This episode of the podcast is a conversation with Suzanne Saxe-Roux about buying and renovating houses in France, and not just anywhere in France but in the beautiful south-east! Renovating a house in Provence has been a dream for many people since the books by Peter Mayle. You should listen to this episode so you understand how the French real estate system works because it's not what you're used to!

Official site that lists the price of properties sold in France since Feb 2014.

Suzanne and her husband wrote a book about their adventure and it’s called Courage and Croissants and while I haven’t read the book and we don’t talk about it much in the interview, having published my first book myself, I have renewed admiration for those who complete the task!

Renovating Houses in Provence

Real estate prices being what they are in Provence, finding a lovely fixer-upper is a goal for a lot of people. They fell in love with the town of Uzès and they ended up finding a place to buy in a village 4 kilometers away from Uzès. It is  called Saint-Quentin-la-Poterie.

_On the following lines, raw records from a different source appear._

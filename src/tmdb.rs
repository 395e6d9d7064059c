use crate::error::UpstreamError;
use crate::media::{year_from_date, Catalog, MediaDetail, MediaItem, MediaKind};
use anyhow::{Context, Result};
use async_trait::async_trait;
use reqwest::Client;
use serde::Deserialize;
use std::env;
use std::time::Duration;

const TMDB_BASE: &str = "https://api.themoviedb.org/3";
const POSTER_BASE: &str = "https://image.tmdb.org/t/p/w500";
const BACKDROP_BASE: &str = "https://image.tmdb.org/t/p/original";
const CAST_LIMIT: usize = 5;
// Keeps the TV listing to well-voted scripted shows; excludes news, reality and talk.
const TV_DISCOVER_FILTER: &str =
    "sort_by=vote_average.desc&vote_count.gte=100&without_genres=10763,10764,10767";

#[derive(Debug, Clone)]
pub struct TmdbClient {
    client: Client,
    api_key: String,
    base_url: String,
}

#[async_trait]
pub trait MediaApi: Send + Sync {
    async fn fetch_catalog(&self, catalog: Catalog) -> Result<Vec<MediaItem>, UpstreamError>;
    async fn search_multi(&self, term: &str) -> Result<Vec<MediaItem>, UpstreamError>;
    async fn fetch_detail(&self, kind: MediaKind, id: u64) -> Result<MediaDetail, UpstreamError>;
}

impl TmdbClient {
    pub fn from_env() -> Result<Self> {
        let api_key = env::var("TMDB_API_KEY").context("TMDB_API_KEY not set")?;
        Self::new(api_key)
    }

    pub fn new(api_key: impl Into<String>) -> Result<Self> {
        let user_agent = format!("cinefeed/{}", env!("CARGO_PKG_VERSION"));
        let client = Client::builder()
            .connect_timeout(Duration::from_secs(5))
            .timeout(Duration::from_secs(30))
            .user_agent(user_agent)
            .build()
            .context("Failed to build TMDB HTTP client")?;
        Ok(Self {
            client,
            api_key: api_key.into(),
            base_url: TMDB_BASE.to_string(),
        })
    }

    /// Points the client at a different host. Tests aim it at a local mock
    /// server; production uses the default.
    pub fn with_base_url(mut self, base_url: impl Into<String>) -> Self {
        self.base_url = base_url.into();
        self
    }
}

#[async_trait]
impl MediaApi for TmdbClient {
    async fn fetch_catalog(&self, catalog: Catalog) -> Result<Vec<MediaItem>, UpstreamError> {
        let path = match catalog {
            Catalog::PopularMovies => "/movie/popular?language=en-US&page=1".to_string(),
            Catalog::TrendingMovies => "/trending/movie/day?language=en-US&page=1".to_string(),
            Catalog::TopRatedMovies => "/movie/top_rated?language=en-US&page=1".to_string(),
            Catalog::TvSeries => {
                format!("/discover/tv?language=en-US&page=1&{TV_DISCOVER_FILTER}")
            }
        };
        let data: ListResponse = self.get_json(&path).await?;
        let kind = catalog.media_kind();
        Ok(data
            .results
            .into_iter()
            .map(|entry| normalize_entry(entry, kind))
            .collect())
    }

    async fn search_multi(&self, term: &str) -> Result<Vec<MediaItem>, UpstreamError> {
        let path = format!(
            "/search/multi?language=en-US&query={}&page=1&include_adult=false",
            urlencoding::encode(term)
        );
        let data: ListResponse = self.get_json(&path).await?;
        Ok(data
            .results
            .into_iter()
            .filter_map(|entry| {
                // Multi search also returns people; only movie and tv belong here.
                let kind = match entry.media_type.as_deref() {
                    Some("movie") => MediaKind::Movie,
                    Some("tv") => MediaKind::TvSeries,
                    _ => return None,
                };
                Some(normalize_entry(entry, kind))
            })
            .collect())
    }

    async fn fetch_detail(&self, kind: MediaKind, id: u64) -> Result<MediaDetail, UpstreamError> {
        match kind {
            MediaKind::Movie => self.fetch_movie_detail(id).await,
            MediaKind::TvSeries => self.fetch_tv_detail(id).await,
        }
    }
}

impl TmdbClient {
    async fn fetch_movie_detail(&self, id: u64) -> Result<MediaDetail, UpstreamError> {
        let path_detail = format!("/movie/{id}?language=en-US");
        let path_credits = format!("/movie/{id}/credits?language=en-US");
        let path_videos = format!("/movie/{id}/videos?language=en-US");

        let (detail, credits, videos) = tokio::try_join!(
            self.get_json::<MovieDetail>(&path_detail),
            self.get_json::<Credits>(&path_credits),
            self.get_json::<Videos>(&path_videos),
        )?;

        let item = MediaItem {
            id: detail.id,
            media_kind: MediaKind::Movie,
            title: detail.title,
            overview: detail.overview,
            poster_url: image_url(POSTER_BASE, detail.poster_path.as_deref()),
            backdrop_url: image_url(BACKDROP_BASE, detail.backdrop_path.as_deref()),
            year: year_from_date(detail.release_date.as_deref()),
            vote_average: real_vote(detail.vote_average),
        };

        Ok(MediaDetail {
            item,
            duration_label: movie_duration_label(detail.runtime),
            genres: genre_names(detail.genres.as_ref()),
            director: first_crew_with_job(credits.crew.as_deref(), "Director")
                .unwrap_or_else(|| "N/A".to_string()),
            cast: top_names(&credits.cast, CAST_LIMIT),
            trailer_embed_url: select_trailer(&videos),
        })
    }

    async fn fetch_tv_detail(&self, id: u64) -> Result<MediaDetail, UpstreamError> {
        let path_detail = format!("/tv/{id}?language=en-US");
        let path_credits = format!("/tv/{id}/credits?language=en-US");
        let path_videos = format!("/tv/{id}/videos?language=en-US");

        let (detail, credits, videos) = tokio::try_join!(
            self.get_json::<ShowDetail>(&path_detail),
            self.get_json::<Credits>(&path_credits),
            self.get_json::<Videos>(&path_videos),
        )?;

        let director = detail
            .created_by
            .as_deref()
            .and_then(|c| c.first())
            .map(|c| c.name.clone())
            .or_else(|| first_crew_with_job(credits.crew.as_deref(), "Executive Producer"))
            .unwrap_or_else(|| "N/A".to_string());

        let item = MediaItem {
            id: detail.id,
            media_kind: MediaKind::TvSeries,
            title: detail.name,
            overview: detail.overview,
            poster_url: image_url(POSTER_BASE, detail.poster_path.as_deref()),
            backdrop_url: image_url(BACKDROP_BASE, detail.backdrop_path.as_deref()),
            year: year_from_date(detail.first_air_date.as_deref()),
            vote_average: real_vote(detail.vote_average),
        };

        Ok(MediaDetail {
            item,
            duration_label: tv_duration_label(
                detail.episode_run_time.as_deref(),
                detail.number_of_seasons,
            ),
            genres: genre_names(detail.genres.as_ref()),
            director,
            cast: top_names(&credits.cast, CAST_LIMIT),
            trailer_embed_url: select_trailer(&videos),
        })
    }

    /// `path` is the endpoint path plus query; the API key rides along as an
    /// extra query pair so it never appears in the URLs carried by errors.
    async fn get_json<T: for<'de> Deserialize<'de>>(&self, path: &str) -> Result<T, UpstreamError> {
        let url = format!("{}{}", self.base_url, path);
        let res = self
            .client
            .get(&url)
            .query(&[("api_key", self.api_key.as_str())])
            .send()
            .await
            .map_err(|e| UpstreamError::Transport {
                url: url.clone(),
                source: e,
            })?;
        let status = res.status();
        let text = res.text().await.map_err(|e| UpstreamError::Transport {
            url: url.clone(),
            source: e,
        })?;
        if !status.is_success() {
            return Err(UpstreamError::Status {
                url,
                status: status.as_u16(),
                message: upstream_message(&text),
            });
        }
        serde_json::from_str(&text).map_err(|e| UpstreamError::Decode { url, source: e })
    }
}

#[derive(Debug, Deserialize)]
struct ListResponse {
    results: Vec<ListEntry>,
}

#[derive(Debug, Deserialize)]
struct ListEntry {
    id: u64,
    title: Option<String>,
    name: Option<String>,
    #[serde(default)]
    overview: String,
    poster_path: Option<String>,
    backdrop_path: Option<String>,
    media_type: Option<String>,
    release_date: Option<String>,
    first_air_date: Option<String>,
    vote_average: Option<f32>,
}

#[derive(Debug, Deserialize)]
struct MovieDetail {
    id: u64,
    title: String,
    #[serde(default)]
    overview: String,
    release_date: Option<String>,
    runtime: Option<u32>,
    poster_path: Option<String>,
    backdrop_path: Option<String>,
    genres: Option<Vec<Genre>>,
    vote_average: Option<f32>,
}

#[derive(Debug, Deserialize)]
struct ShowDetail {
    id: u64,
    name: String,
    #[serde(default)]
    overview: String,
    first_air_date: Option<String>,
    episode_run_time: Option<Vec<u32>>,
    number_of_seasons: Option<u32>,
    poster_path: Option<String>,
    backdrop_path: Option<String>,
    genres: Option<Vec<Genre>>,
    created_by: Option<Vec<Creator>>,
    vote_average: Option<f32>,
}

#[derive(Debug, Deserialize)]
struct Genre {
    name: String,
}

#[derive(Debug, Deserialize)]
struct Creator {
    name: String,
}

#[derive(Debug, Deserialize)]
struct Credits {
    cast: Vec<CastMember>,
    crew: Option<Vec<CrewMember>>,
}

#[derive(Debug, Deserialize)]
struct CastMember {
    name: String,
}

#[derive(Debug, Deserialize)]
struct CrewMember {
    job: Option<String>,
    name: String,
}

#[derive(Debug, Deserialize)]
struct Videos {
    results: Vec<Video>,
}

#[derive(Debug, Deserialize)]
struct Video {
    site: String,
    #[serde(rename = "type")]
    video_type: String,
    key: String,
}

fn normalize_entry(entry: ListEntry, kind: MediaKind) -> MediaItem {
    let date = entry.release_date.as_deref().or(entry.first_air_date.as_deref());
    MediaItem {
        id: entry.id,
        media_kind: kind,
        title: entry.title.or(entry.name).unwrap_or_default(),
        year: year_from_date(date),
        overview: entry.overview,
        poster_url: image_url(POSTER_BASE, entry.poster_path.as_deref()),
        backdrop_url: image_url(BACKDROP_BASE, entry.backdrop_path.as_deref()),
        vote_average: real_vote(entry.vote_average),
    }
}

fn image_url(base: &str, path: Option<&str>) -> Option<String> {
    path.map(|p| format!("{base}{p}"))
}

// TMDB reports 0.0 for unrated titles; that is "no rating", not a score.
fn real_vote(vote: Option<f32>) -> Option<f32> {
    vote.filter(|v| *v > 0.0)
}

fn movie_duration_label(runtime: Option<u32>) -> String {
    match runtime {
        Some(m) if m > 0 => format!("{m} min"),
        _ => "N/A".to_string(),
    }
}

fn tv_duration_label(episode_run_time: Option<&[u32]>, seasons: Option<u32>) -> String {
    if let Some(rt) = episode_run_time
        .and_then(|r| r.first().copied())
        .filter(|r| *r > 0)
    {
        return format!("{rt} min");
    }
    match seasons {
        Some(1) => "1 Season".to_string(),
        Some(n) if n > 1 => format!("{n} Seasons"),
        _ => "N/A".to_string(),
    }
}

fn first_crew_with_job(crew: Option<&[CrewMember]>, job: &str) -> Option<String> {
    crew?
        .iter()
        .find(|c| c.job.as_deref() == Some(job))
        .map(|c| c.name.clone())
}

fn top_names(list: &[CastMember], max: usize) -> Vec<String> {
    list.iter().take(max).map(|c| c.name.clone()).collect()
}

fn genre_names(genres: Option<&Vec<Genre>>) -> Vec<String> {
    genres
        .map(|g| g.iter().map(|x| x.name.clone()).collect())
        .unwrap_or_default()
}

fn select_trailer(videos: &Videos) -> Option<String> {
    videos
        .results
        .iter()
        .find(|v| v.site.eq_ignore_ascii_case("YouTube") && v.video_type == "Trailer")
        .map(|v| format!("https://www.youtube.com/embed/{}", v.key))
}

fn upstream_message(body: &str) -> String {
    #[derive(Deserialize)]
    struct ErrorBody {
        status_message: String,
    }

    serde_json::from_str::<ErrorBody>(body)
        .map(|e| e.status_message)
        .unwrap_or_else(|_| body.trim().to_string())
}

Village House in Saint-Quentin-la-Poterie

They were young, didn't have a lot of money and split their time between France and the US. The first house they were interested in was a horrible mess, so it's just as well it didn't work out.

But they persisted and Suzanne's husband came back to France in the winter when there are better deals because real estate slows down a lot. He found another place in the same village that was also in terrible shape but they were able to buy it at a good price because the sellers needed cash fast.

They could only spend some time there in the summer. Each time they would chip away at one project or another. One year they hired a plumber to redo a bathroom. They trusted this person to do the work while they were away and he did an amazing job. And every year they did that with a different room and a different project.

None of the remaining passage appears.